▸ Exercise material
//! Magnitude store: the in-memory Resource Cache.
//!
//! Writers serialize on a short, non-async mutex around a persistent ordered map
//! and publish every committed state through `ArcSwap`, so readers take
//! point-in-time snapshots without ever blocking writers. Token monotonicity per
//! identity is enforced here and is the only arbitration between the watcher and
//! the mutation path.

#![forbid(unsafe_code)]

mod locks;

use std::collections::BTreeMap;
use std::sync::{Arc, Mutex, MutexGuard, PoisonError};

use arc_swap::ArcSwap;
use im::OrdMap;
use metrics::{counter, gauge};
use rustc_hash::{FxHashMap, FxHashSet};
use tokio::sync::{broadcast, watch};
use tracing::debug;

use magnitude_core::{ConcurrencyToken, KindScope, ResourceIdentity, ResourceRecord};

pub use locks::IdentityLocks;

#[derive(Debug, Clone, Copy, PartialEq, Eq)]
pub enum PutOutcome {
    Inserted,
    Updated,
    /// Older-or-equal token (or behind a delete tombstone); nothing changed.
    Stale,
}

#[derive(Debug, Clone, PartialEq, Eq)]
pub enum CacheChange {
    Upserted { token: ConcurrencyToken },
    Removed,
}

/// Change notification. Events for one identity are emitted in commit order,
/// which is token order.
#[derive(Debug, Clone, PartialEq, Eq)]
pub struct CacheEvent {
    pub identity: ResourceIdentity,
    pub change: CacheChange,
    pub epoch: u64,
}

/// Result of replacing one kind scope with a fresh listing.
#[derive(Debug, Clone, Copy, Default, PartialEq, Eq)]
pub struct ReplaceSummary {
    pub inserted: usize,
    pub updated: usize,
    pub removed: usize,
    /// Listed records skipped because the cache already held a newer token.
    pub kept_newer: usize,
}

/// Immutable, ordered view of the cache at one epoch.
#[derive(Debug, Clone, Default)]
pub struct CacheSnapshot {
    epoch: u64,
    records: OrdMap<ResourceIdentity, Arc<ResourceRecord>>,
}

impl CacheSnapshot {
    /// Build a snapshot directly from records (later duplicates win). Mostly useful for tests
    /// and offline graph rendering.
    pub fn from_records(records: impl IntoIterator<Item = ResourceRecord>) -> Self {
        let mut map = OrdMap::new();
        for r in records {
            map.insert(r.identity.clone(), Arc::new(r));
        }
        Self { epoch: 0, records: map }
    }

    pub fn epoch(&self) -> u64 { self.epoch }
    pub fn len(&self) -> usize { self.records.len() }
    pub fn is_empty(&self) -> bool { self.records.is_empty() }
    pub fn get(&self, identity: &ResourceIdentity) -> Option<&Arc<ResourceRecord>> { self.records.get(identity) }
    pub fn contains(&self, identity: &ResourceIdentity) -> bool { self.records.contains_key(identity) }

    /// Records in identity order.
    pub fn iter(&self) -> impl Iterator<Item = &Arc<ResourceRecord>> + '_ { self.records.values() }

    /// Records of one group/kind, in identity order.
    pub fn of_kind<'a>(&'a self, group: &'a str, kind: &'a str) -> impl Iterator<Item = &'a Arc<ResourceRecord>> + 'a {
        let start = ResourceIdentity::new(group, kind, None, "");
        self.records
            .range(start..)
            .take_while(move |(id, _)| id.api_group == group && id.kind == kind)
            .map(|(_, r)| r)
    }
}

/// Default bound on remembered deletes. Re-lists prune watched scopes; the cap
/// covers identities no watcher ever re-lists.
pub const TOMBSTONE_CAP: usize = 4096;

/// Delete tokens per identity, evicted oldest-first past `cap`.
struct Tombstones {
    by_id: FxHashMap<ResourceIdentity, (ConcurrencyToken, u64)>,
    order: BTreeMap<u64, ResourceIdentity>,
    seq: u64,
    cap: usize,
}

impl Tombstones {
    fn new(cap: usize) -> Self {
        Self { by_id: FxHashMap::default(), order: BTreeMap::new(), seq: 0, cap: cap.max(1) }
    }

    fn get(&self, id: &ResourceIdentity) -> Option<&ConcurrencyToken> { self.by_id.get(id).map(|(t, _)| t) }

    fn insert(&mut self, id: ResourceIdentity, token: ConcurrencyToken) {
        self.seq += 1;
        if let Some((_, old)) = self.by_id.insert(id.clone(), (token, self.seq)) {
            self.order.remove(&old);
        }
        self.order.insert(self.seq, id);
        while self.by_id.len() > self.cap {
            let Some((_, oldest)) = self.order.pop_first() else { break };
            self.by_id.remove(&oldest);
            counter!("cache_tombstones_evicted_total", 1u64);
        }
    }

    fn remove(&mut self, id: &ResourceIdentity) {
        if let Some((_, seq)) = self.by_id.remove(id) {
            self.order.remove(&seq);
        }
    }

    fn retain(&mut self, mut keep: impl FnMut(&ResourceIdentity, &ConcurrencyToken) -> bool) {
        let order = &mut self.order;
        self.by_id.retain(|id, (t, seq)| {
            let k = keep(id, t);
            if !k {
                order.remove(&*seq);
            }
            k
        });
    }

    fn len(&self) -> usize { self.by_id.len() }
}

struct CacheState {
    records: OrdMap<ResourceIdentity, Arc<ResourceRecord>>,
    tombstones: Tombstones,
    epoch: u64,
}

pub struct ResourceCache {
    state: Mutex<CacheState>,
    published: ArcSwap<CacheSnapshot>,
    events: broadcast::Sender<CacheEvent>,
    epoch_tx: watch::Sender<u64>,
}

impl Default for ResourceCache {
    fn default() -> Self { Self::new(2048) }
}

impl ResourceCache {
    /// `event_cap` bounds the change-notification channel; slow subscribers get
    /// `Lagged` and should resync from [`ResourceCache::snapshot`].
    pub fn new(event_cap: usize) -> Self { Self::with_tombstone_cap(event_cap, TOMBSTONE_CAP) }

    pub fn with_tombstone_cap(event_cap: usize, tombstone_cap: usize) -> Self {
        let (events, _) = broadcast::channel(event_cap.max(16));
        let (epoch_tx, _) = watch::channel(0u64);
        Self {
            state: Mutex::new(CacheState { records: OrdMap::new(), tombstones: Tombstones::new(tombstone_cap), epoch: 0 }),
            published: ArcSwap::from_pointee(CacheSnapshot::default()),
            events,
            epoch_tx,
        }
    }

    fn lock(&self) -> MutexGuard<'_, CacheState> {
        self.state.lock().unwrap_or_else(PoisonError::into_inner)
    }

    fn publish(&self, st: &mut CacheState) {
        st.epoch = st.epoch.saturating_add(1);
        self.published.store(Arc::new(CacheSnapshot { epoch: st.epoch, records: st.records.clone() }));
        let _ = self.epoch_tx.send(st.epoch);
        gauge!("cache_objects", st.records.len() as f64);
    }

    fn notify(&self, st: &CacheState, identity: ResourceIdentity, change: CacheChange) {
        // Epoch of the commit that is about to be (or was just) published.
        let _ = self.events.send(CacheEvent { identity, change, epoch: st.epoch });
    }

    pub fn get(&self, identity: &ResourceIdentity) -> Option<Arc<ResourceRecord>> {
        self.published.load().get(identity).cloned()
    }

    pub fn snapshot(&self) -> Arc<CacheSnapshot> { self.published.load_full() }

    pub fn len(&self) -> usize { self.published.load().len() }
    pub fn is_empty(&self) -> bool { self.published.load().is_empty() }

    pub fn subscribe(&self) -> broadcast::Receiver<CacheEvent> { self.events.subscribe() }

    /// Number of remembered deletes.
    pub fn tombstone_count(&self) -> usize { self.lock().tombstones.len() }
    pub fn subscribe_epoch(&self) -> watch::Receiver<u64> { self.epoch_tx.subscribe() }

    /// Upsert a record unless the cache already holds an equal or newer token for it.
    pub fn put(&self, record: impl Into<Arc<ResourceRecord>>) -> PutOutcome {
        let record: Arc<ResourceRecord> = record.into();
        let mut st = self.lock();
        let id = record.identity.clone();
        if let Some(tomb) = st.tombstones.get(&id) {
            if !record.token.is_newer_than(tomb) {
                counter!("cache_stale_dropped_total", 1u64);
                debug!(identity = %id, token = %record.token, tombstone = %tomb, "cache: put behind tombstone dropped");
                return PutOutcome::Stale;
            }
        }
        let outcome = match st.records.get(&id) {
            Some(cur) if !record.token.is_newer_than(&cur.token) => {
                counter!("cache_stale_dropped_total", 1u64);
                debug!(identity = %id, token = %record.token, current = %cur.token, "cache: stale put dropped");
                return PutOutcome::Stale;
            }
            Some(_) => PutOutcome::Updated,
            None => PutOutcome::Inserted,
        };
        let token = record.token.clone();
        st.tombstones.remove(&id);
        st.records.insert(id.clone(), record);
        self.publish(&mut st);
        self.notify(&st, id, CacheChange::Upserted { token });
        counter!("cache_puts_total", 1u64);
        outcome
    }

    /// Remove an identity unconditionally. Removing an absent identity is a no-op.
    pub fn delete(&self, identity: &ResourceIdentity) -> Option<Arc<ResourceRecord>> {
        let mut st = self.lock();
        let removed = st.records.remove(identity);
        if removed.is_some() {
            self.publish(&mut st);
            self.notify(&st, identity.clone(), CacheChange::Removed);
            counter!("cache_deletes_total", 1u64);
        }
        removed
    }

    /// Watch-path delete observed at `token`. Ignored when the cache holds a newer
    /// record; otherwise removes it and remembers the token so that a redelivered
    /// older event cannot bring the record back. Returns whether a record was removed.
    pub fn delete_observed(&self, identity: &ResourceIdentity, token: &ConcurrencyToken) -> bool {
        let mut st = self.lock();
        if let Some(cur) = st.records.get(identity) {
            if cur.token.is_newer_than(token) {
                counter!("cache_stale_dropped_total", 1u64);
                debug!(identity = %identity, token = %token, current = %cur.token, "cache: stale delete dropped");
                return false;
            }
        }
        let newer_tomb = st.tombstones.get(identity).map(|t| token.is_newer_than(t)).unwrap_or(true);
        if newer_tomb {
            st.tombstones.insert(identity.clone(), token.clone());
        }
        let removed = st.records.remove(identity).is_some();
        if removed {
            self.publish(&mut st);
            self.notify(&st, identity.clone(), CacheChange::Removed);
            counter!("cache_deletes_total", 1u64);
        }
        removed
    }

    /// Atomically rebuild one kind scope from a fresh listing taken at `list_token`.
    ///
    /// Afterwards the scope holds exactly the listed identities, except for records
    /// written after the listing (token newer than `list_token`), which are kept.
    pub fn replace_kind(&self, scope: &KindScope, records: Vec<ResourceRecord>, list_token: &ConcurrencyToken) -> ReplaceSummary {
        let mut st = self.lock();
        let mut summary = ReplaceSummary::default();
        st.tombstones.retain(|id, t| !(scope.contains(id) && !t.is_newer_than(list_token)));

        let listed: FxHashSet<ResourceIdentity> = records.iter().map(|r| r.identity.clone()).collect();
        let start = ResourceIdentity::new(scope.kind.group.as_str(), scope.kind.kind.as_str(), None, "");
        let doomed: Vec<ResourceIdentity> = st
            .records
            .range(start..)
            .take_while(|(id, _)| scope.kind.matches(id))
            .filter(|(id, rec)| scope.contains(id) && !listed.contains(*id) && !rec.token.is_newer_than(list_token))
            .map(|(id, _)| id.clone())
            .collect();

        let mut changes: Vec<(ResourceIdentity, CacheChange)> = Vec::with_capacity(records.len() + doomed.len());
        for id in doomed {
            st.records.remove(&id);
            summary.removed += 1;
            changes.push((id, CacheChange::Removed));
        }
        for rec in records {
            if !scope.contains(&rec.identity) {
                continue;
            }
            let id = rec.identity.clone();
            if let Some(tomb) = st.tombstones.get(&id) {
                if !rec.token.is_newer_than(tomb) {
                    summary.kept_newer += 1;
                    continue;
                }
            }
            match st.records.get(&id) {
                Some(cur) if !rec.token.is_newer_than(&cur.token) => {
                    summary.kept_newer += 1;
                    continue;
                }
                Some(_) => summary.updated += 1,
                None => summary.inserted += 1,
            }
            let token = rec.token.clone();
            st.records.insert(id.clone(), Arc::new(rec));
            changes.push((id, CacheChange::Upserted { token }));
        }
        if !changes.is_empty() {
            self.publish(&mut st);
            for (id, change) in changes {
                self.notify(&st, id, change);
            }
        }
        counter!("cache_relists_total", 1u64);
        debug!(scope = %scope, inserted = summary.inserted, updated = summary.updated, removed = summary.removed, kept_newer = summary.kept_newer, "cache: kind replaced");
        summary
    }
}

#[cfg(test)]
mod tests {
    use super::*;
    use magnitude_core::WatchedKind;

    fn rec(kind: &str, ns: Option<&str>, name: &str, rv: &str) -> ResourceRecord {
        let mut meta = serde_json::json!({ "name": name, "resourceVersion": rv });
        if let Some(ns) = ns {
            meta["namespace"] = serde_json::Value::String(ns.to_string());
        }
        ResourceRecord::from_document(serde_json::json!({ "apiVersion": "v1", "kind": kind, "metadata": meta })).unwrap()
    }

    #[test]
    fn snapshot_is_isolated_from_later_writes() {
        let cache = ResourceCache::default();
        cache.put(rec("Pod", Some("ns"), "a", "1"));
        let before = cache.snapshot();
        cache.put(rec("Pod", Some("ns"), "b", "2"));
        cache.delete(&ResourceIdentity::new("", "Pod", Some("ns"), "a"));
        assert_eq!(before.len(), 1);
        assert!(before.contains(&ResourceIdentity::new("", "Pod", Some("ns"), "a")));
        let after = cache.snapshot();
        assert_eq!(after.len(), 1);
        assert!(after.epoch() > before.epoch());
    }

    #[test]
    fn of_kind_walks_only_that_kind() {
        let snap = CacheSnapshot::from_records(vec![
            rec("ConfigMap", Some("ns"), "c", "1"),
            rec("Pod", Some("a"), "p1", "2"),
            rec("Pod", Some("b"), "p2", "3"),
            rec("Service", Some("a"), "s", "4"),
        ]);
        let names: Vec<&str> = snap.of_kind("", "Pod").map(|r| r.identity.name.as_str()).collect();
        assert_eq!(names, vec!["p1", "p2"]);
    }

    #[test]
    fn replace_kind_respects_namespace_scope() {
        let cache = ResourceCache::default();
        cache.put(rec("Pod", Some("a"), "p1", "1"));
        cache.put(rec("Pod", Some("b"), "p2", "2"));
        let scope = KindScope::new(WatchedKind::new("", "v1", "Pod"), Some("a"));
        let summary = cache.replace_kind(&scope, vec![], &ConcurrencyToken::new("10"));
        assert_eq!(summary.removed, 1);
        assert!(cache.get(&ResourceIdentity::new("", "Pod", Some("b"), "p2")).is_some());
    }
}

▸ What the exercise asks
Please, from the material above, copy only the lines from the line with "pub fn subscribe(&self)" up to and including the line with "pub fn tombstone_count(&self)", exactly as written.

▸ Exercise response
    pub fn subscribe(&self) -> broadcast::Receiver<CacheEvent> { self.events.subscribe() }

    /// Number of remembered deletes.
    pub fn tombstone_count(&self) -> usize { self.lock().tombstones.len() }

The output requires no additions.